Information assets are the resources that companies use to expedite their management, both hardware and software that respond to an Information Security Management System (ISMS) so that companies function properly and achieve the objectives that have been achieved. proposed.

The assets are associated, directly or indirectly, with all departments of the company.

A security project aims to control the security of the information assets that generate the domain in the study of projects. The limit of the set of assets of the domain does not preclude the consideration of the security relations of said information assets with the environment.

One of the first steps that the company must follow to adapt to ISO 27001 is to carry out an inventory of information assets. They will have the information assets that represent some value for the company and that are within the scope of the ISMS.

You must start by classifying them in some way to make management more agile. There are many ways to do it as explained in our article Classification of IT assets and the reasons for sanitizing the data where each type of asset is shown and this classification can be implemented by companies of different nature.

It is necessary to update the processes of the classification of assets as part of the continuous improvement of the companies since the information assets are very changing in the course of operation of the company. This means that every day, week, months, even years, assets change in each department of the company.

The review of the Information Security Management System should be included when making our inventory.

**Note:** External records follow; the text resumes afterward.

use std::collections::{BTreeMap, BTreeSet, HashMap};
use std::sync::Arc;

use chrono::{DateTime, Utc};
use log::{debug, info, warn};
use serde::{Deserialize, Serialize};
use tokio_util::sync::CancellationToken;

use crate::db::{FeatureRepository, ReviewRepository, SummaryRepository};
use crate::error::InsightsError;
use crate::model::{
    AnalysisStatus, ContentFeature, Review, ReviewCounts, ReviewDecision, SummaryEntry,
};
use crate::providers::parse::parse_string_array;
use crate::providers::{ProviderError, TextGenerator};
use crate::sanitize::sanitize_for_prompt;

/// Most frequent approved tags kept in a summary.
pub const TOP_TAG_LIMIT: usize = 10;

const MAX_PROMPT_COMMENTS: usize = 20;
const MAX_COMMENT_CHARS: usize = 300;

const SUMMARY_SYSTEM: &str = "You analyze how a client reviews creative work. \
Answer with a JSON array of 3 to 5 short phrases (at most six words each) and nothing else.";

/// How well the client's review history is covered by finished analysis.
#[derive(Debug, Clone, Copy, PartialEq, Eq, Serialize, Deserialize)]
#[serde(rename_all = "camelCase")]
pub enum CoverageStatus {
    /// The client has not reviewed anything yet.
    InsufficientHistory,
    /// Reviews exist but none of the reviewed submissions has usable features.
    PendingAnalysis,
    /// Some reviewed submissions are analyzed, others are pending or failed.
    Partial,
    Ready,
}

impl CoverageStatus {
    /// Whether there is enough analyzed history to ask for generated phrases.
    pub fn allows_generation(&self) -> bool {
        matches!(self, CoverageStatus::Partial | CoverageStatus::Ready)
    }
}

/// Per-client preference summary derived from review history.
#[derive(Debug, Clone, PartialEq, Serialize, Deserialize)]
#[serde(rename_all = "camelCase")]
pub struct ClientSummary {
    pub client_id: String,
    pub style_preferences: Vec<String>,
    pub recurring_positives: Vec<String>,
    pub rejection_reasons: Vec<String>,
    pub top_tags: Vec<String>,
    pub coverage: CoverageStatus,
    pub missing_signals: Vec<String>,
    pub approved_count: u64,
    pub rejected_count: u64,
    pub generated_at: DateTime<Utc>,
}

impl ClientSummary {
    pub fn counts(&self) -> ReviewCounts {
        ReviewCounts::new(self.approved_count, self.rejected_count)
    }

    /// Phrases that speak for approval.
    pub fn positive_phrases(&self) -> impl Iterator<Item = &String> {
        self.style_preferences
            .iter()
            .chain(self.recurring_positives.iter())
    }
}

#[derive(Debug, Clone, Copy)]
enum SummaryAspect {
    StylePreferences,
    RecurringPositives,
    RejectionReasons,
}

impl SummaryAspect {
    fn name(&self) -> &'static str {
        match self {
            SummaryAspect::StylePreferences => "style preferences",
            SummaryAspect::RecurringPositives => "recurring positives",
            SummaryAspect::RejectionReasons => "rejection reasons",
        }
    }

    fn instruction(&self) -> &'static str {
        match self {
            SummaryAspect::StylePreferences => {
                "List the visual and stylistic preferences this client shows in the work they approve."
            }
            SummaryAspect::RecurringPositives => {
                "List what this client repeatedly praises in approved work."
            }
            SummaryAspect::RejectionReasons => {
                "List the most common reasons this client rejects work."
            }
        }
    }
}

/// Outcome of the coverage check over reviewed submissions.
#[derive(Debug, Clone, PartialEq)]
pub struct Coverage {
    pub status: CoverageStatus,
    pub usable: usize,
    pub pending: usize,
    pub failed: usize,
}

/// Classifies how many reviewed submissions have usable analysis.
///
/// A reviewed submission without a feature row counts as pending. Failed
/// analysis is retried by the backfill scan, so a client whose reviewed
/// work has only failed rows is reported as still pending.
pub fn assess_coverage(
    counts: ReviewCounts,
    reviewed: &BTreeSet<String>,
    features: &[ContentFeature],
) -> Coverage {
    let by_submission: HashMap<&str, &ContentFeature> = features
        .iter()
        .map(|f| (f.submission_id.as_str(), f))
        .collect();

    let (mut usable, mut pending, mut failed) = (0, 0, 0);
    for id in reviewed {
        match by_submission.get(id.as_str()).map(|f| f.analysis_status) {
            Some(AnalysisStatus::Completed) | Some(AnalysisStatus::NoSignals) => usable += 1,
            Some(AnalysisStatus::Failed) => failed += 1,
            Some(AnalysisStatus::NoImages) => {}
            Some(AnalysisStatus::Pending) | None => pending += 1,
        }
    }

    let status = if counts.total() == 0 {
        CoverageStatus::InsufficientHistory
    } else if usable == 0 && pending + failed > 0 {
        CoverageStatus::PendingAnalysis
    } else if pending + failed > 0 {
        CoverageStatus::Partial
    } else {
        CoverageStatus::Ready
    };

    Coverage {
        status,
        usable,
        pending,
        failed,
    }
}

/// Most frequent tags, ties broken alphabetically.
pub fn top_tags<'a, I>(features: I, limit: usize) -> Vec<String>
where
    I: IntoIterator<Item = &'a ContentFeature>,
{
    let mut frequency: BTreeMap<String, usize> = BTreeMap::new();
    for feature in features {
        for tag in feature.theme_tags() {
            *frequency.entry(tag).or_default() += 1;
        }
    }

    let mut ranked: Vec<(String, usize)> = frequency.into_iter().collect();
    ranked.sort_by(|a, b| b.1.cmp(&a.1).then_with(|| a.0.cmp(&b.0)));
    ranked.into_iter().take(limit).map(|(tag, _)| tag).collect()
}

/// Latest decision per reviewed submission.
fn latest_decisions(reviews: &[Review]) -> BTreeMap<String, ReviewDecision> {
    reviews
        .iter()
        .map(|r| (r.submission_id.clone(), r.decision))
        .collect()
}

fn comments(reviews: &[Review], decision: ReviewDecision) -> Vec<String> {
    reviews
        .iter()
        .filter(|r| r.decision == decision)
        .filter_map(|r| r.comment.as_deref())
        .map(str::trim)
        .filter(|c| !c.is_empty())
        .map(str::to_string)
        .collect()
}

fn missing_signal_notes(coverage: &Coverage, counts: ReviewCounts, comment_count: usize) -> Vec<String> {
    let mut notes = Vec::new();
    if counts.total() == 0 {
        notes.push("No reviews yet.".to_string());
        return notes;
    }
    if coverage.pending > 0 {
        notes.push(format!(
            "{} reviewed submission(s) still awaiting analysis.",
            coverage.pending
        ));
    }
    if coverage.failed > 0 {
        notes.push(format!(
            "{} reviewed submission(s) failed analysis.",
            coverage.failed
        ));
    }
    if comment_count == 0 {
        notes.push("No reviewer comments yet.".to_string());
    }
    notes
}

fn prompt_lines(items: &[String]) -> String {
    if items.is_empty() {
        return "  (none)".to_string();
    }
    items
        .iter()
        .rev()
        .take(MAX_PROMPT_COMMENTS)
        .map(|c| {
            let capped: String = sanitize_for_prompt(c).chars().take(MAX_COMMENT_CHARS).collect();
            format!("  - {}", capped)
        })
        .collect::<Vec<_>>()
        .join("\n")
}

fn build_context(top_tags: &[String], approved: &[String], rejected: &[String]) -> String {
    let tags = if top_tags.is_empty() {
        "(none)".to_string()
    } else {
        top_tags
            .iter()
            .map(|t| sanitize_for_prompt(t))
            .collect::<Vec<_>>()
            .join(", ")
    };

    format!(
        "Frequent tags in approved work: {}\n\nComments on approved work:\n{}\n\nComments on rejected work:\n{}",
        tags,
        prompt_lines(approved),
        prompt_lines(rejected)
    )
}

/// Cached, count-invalidated client summaries.
///
/// A stored summary is reused only while the client's approved and
/// rejected review counts equal the counts it was computed from.
pub struct SummaryCache {
    reviews: Arc<dyn ReviewRepository>,
    features: Arc<dyn FeatureRepository>,
    summaries: Arc<dyn SummaryRepository>,
    generator: Arc<dyn TextGenerator>,
    always_refresh: bool,
}

impl SummaryCache {
    pub fn new(
        reviews: Arc<dyn ReviewRepository>,
        features: Arc<dyn FeatureRepository>,
        summaries: Arc<dyn SummaryRepository>,
        generator: Arc<dyn TextGenerator>,
        always_refresh: bool,
    ) -> Self {
        Self {
            reviews,
            features,
            summaries,
            generator,
            always_refresh,
        }
    }

    /// Last stored summary for `client_id`, whatever counts it was built from.
    pub async fn cached_summary(&self, client_id: &str) -> Result<Option<ClientSummary>, InsightsError> {
        let entry = self.summaries.find_summary(client_id).await?;
        Ok(entry.as_ref().and_then(decode))
    }

    /// Returns the cached summary when its counts still match, otherwise
    /// recomputes and stores a new one.
    pub async fn get_or_refresh(
        &self,
        client_id: &str,
        cancel: &CancellationToken,
    ) -> Result<ClientSummary, InsightsError> {
        let counts = self.reviews.counts_for_client(client_id).await?;

        if !self.always_refresh {
            if let Some(entry) = self.summaries.find_summary(client_id).await? {
                if entry.counts() == counts {
                    if let Some(summary) = decode(&entry) {
                        debug!("Summary cache hit for client {}", client_id);
                        return Ok(summary);
                    }
                } else {
                    debug!(
                        "Summary for client {} is stale ({}:{} -> {}:{})",
                        client_id,
                        entry.approved_count,
                        entry.rejected_count,
                        counts.approved,
                        counts.rejected
                    );
                }
            }
        }

        let summary = self.compute(client_id, counts, cancel).await?;
        if cancel.is_cancelled() {
            return Err(InsightsError::Cancelled);
        }

        let entry = SummaryEntry {
            client_id: client_id.to_string(),
            payload_json: serde_json::to_string(&summary)?,
            approved_count: counts.approved,
            rejected_count: counts.rejected,
            updated_at: summary.generated_at,
        };
        self.summaries.upsert_summary(&entry).await?;
        info!(
            "Refreshed summary for client {} ({:?})",
            client_id, summary.coverage
        );
        Ok(summary)
    }

    async fn compute(
        &self,
        client_id: &str,
        counts: ReviewCounts,
        cancel: &CancellationToken,
    ) -> Result<ClientSummary, InsightsError> {
        let reviews = self.reviews.reviews_for_client(client_id).await?;
        let decisions = latest_decisions(&reviews);
        let reviewed: BTreeSet<String> = decisions.keys().cloned().collect();
        let ids: Vec<String> = reviewed.iter().cloned().collect();
        let features = self.features.find_features(&ids).await?;

        let coverage = assess_coverage(counts, &reviewed, &features);
        let approved_features = features.iter().filter(|f| {
            decisions.get(&f.submission_id) == Some(&ReviewDecision::Approved)
        });
        let top_tags = top_tags(approved_features, TOP_TAG_LIMIT);

        let approved_comments = comments(&reviews, ReviewDecision::Approved);
        let rejected_comments = comments(&reviews, ReviewDecision::Rejected);
        let missing_signals = missing_signal_notes(
            &coverage,
            counts,
            approved_comments.len() + rejected_comments.len(),
        );

        let (style_preferences, recurring_positives, rejection_reasons) =
            if coverage.status.allows_generation() {
                let context = build_context(&top_tags, &approved_comments, &rejected_comments);
                tokio::try_join!(
                    self.generate_list(SummaryAspect::StylePreferences, &context, cancel),
                    self.generate_list(SummaryAspect::RecurringPositives, &context, cancel),
                    self.generate_list(SummaryAspect::RejectionReasons, &context, cancel),
                )?
            } else {
                debug!(
                    "Skipping summary generation for client {}: {:?}",
                    client_id, coverage.status
                );
                (Vec::new(), Vec::new(), Vec::new())
            };

        Ok(ClientSummary {
            client_id: client_id.to_string(),
            style_preferences,
            recurring_positives,
            rejection_reasons,
            top_tags,
            coverage: coverage.status,
            missing_signals,
            approved_count: counts.approved,
            rejected_count: counts.rejected,
            generated_at: Utc::now(),
        })
    }

    /// Asks for one list. Configuration errors and cancellation propagate;
    /// anything else yields an empty list.
    async fn generate_list(
        &self,
        aspect: SummaryAspect,
        context: &str,
        cancel: &CancellationToken,
    ) -> Result<Vec<String>, InsightsError> {
        let prompt = format!("{}\n\n{}", aspect.instruction(), context);
        match self.generator.generate(SUMMARY_SYSTEM, &prompt, cancel).await {
            Ok(text) => match parse_string_array(&text) {
                Some(items) => Ok(items),
                None => {
                    warn!("Could not parse generated {} as a JSON array", aspect.name());
                    Ok(Vec::new())
                }
            },
            Err(ProviderError::Cancelled) => Err(InsightsError::Cancelled),
            Err(e) if e.is_configuration() => Err(InsightsError::Configuration(e)),
            Err(e) => {
                warn!("Generating {} failed: {}", aspect.name(), e);
                Ok(Vec::new())
            }
        }
    }
}

fn decode(entry: &SummaryEntry) -> Option<ClientSummary> {
    match serde_json::from_str(&entry.payload_json) {
        Ok(summary) => Some(summary),
        Err(e) => {
            warn!("Ignoring unreadable summary for client {}: {}", entry.client_id, e);
            None
        }
    }
}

According to ISO 27001 we must classify our assets as follows.

Pure information assets

Digital data

• Personal
• Financial
• Legal
• Investigation and development
• Strategic
• Commercial
• Email
• Answering machines
• Databases
• Logical drives
• Backups

Tangible assets

• Personal
• Financial
• Legal
• Investigation and development
• Strategic and commercial
• Email
• Backups
• Office keys
• Other storage media

Intangible assets

• Knowledge
• Relations
• Trade secrets
• Licenses
• Patents
• Experience
• Technical knowledge
• Corporate image
• Brand
• Commercial reputation
• Customer trust
• Competitive advantage
• Ethics
• Productivity

Application software

• Owner development by the organization
• Client
• Enterprise Resource Planning
• Information management
• Utilities
• Database tools
• Ecommerce applications
• Middleware

Operating systems

• Servers
• Desktop computers
• Contra computers
• Network devices
• Handheld and embedded devices

Physical assets

IT Infrastructure

• Buildings
• Data centers
• Equipment and server rooms
• Network cabinets
• Offices
• Desks
• Drawers
• Cabinets
• Physical media storage rooms
• Security boxes
• Identification devices
• Authentication
• Personnel access control
• Other security devices
• IT environment controls
• Alarm equipment
• Fire suppression
• Uninterruptible Power Systems
• Power supply
• Conditioners
• Filters
• Power suppressors
• Dehumidifiers
• Refrigerators
• Air alarms
• Water alarms

IT hardware

• Storage devices
• Desktop computers
• Work stations
• Laptops
• Handheld equipment
• Servers
• Modems
• Network termination lines
• Communications devices
• Multifunction equipment

IT service assets

• User Authentication Services
• Process administration
• Links
• Firewall
• Proxy servers
• Network services
• Wireless services
• Anti spam
• Virus
• Spyware
• Intrusion Detection and Prevention
• Teleworking
• Security
• Email
• Instant messaging
• Web services
• Support contracts
• Software maintenance

Human assets

Employees

• Staff and managers
• Participate those who have management roles as senior positions
• Software Architects and Developers
• System administrators
• Security administrators
• Operators
• Lawyers
• Auditors
• Users with power
• Experts in general

External

• Temporary workers
• External consultants
• Specialist Advisors
• Specialized contractors
• Suppliers
• Partners

The ISO 27001 standard aims to protect the information assets of any company. Every company has important information that it wants to protect against any situation that involves a risk or threat. This information that is essential for the company is what is called an information asset.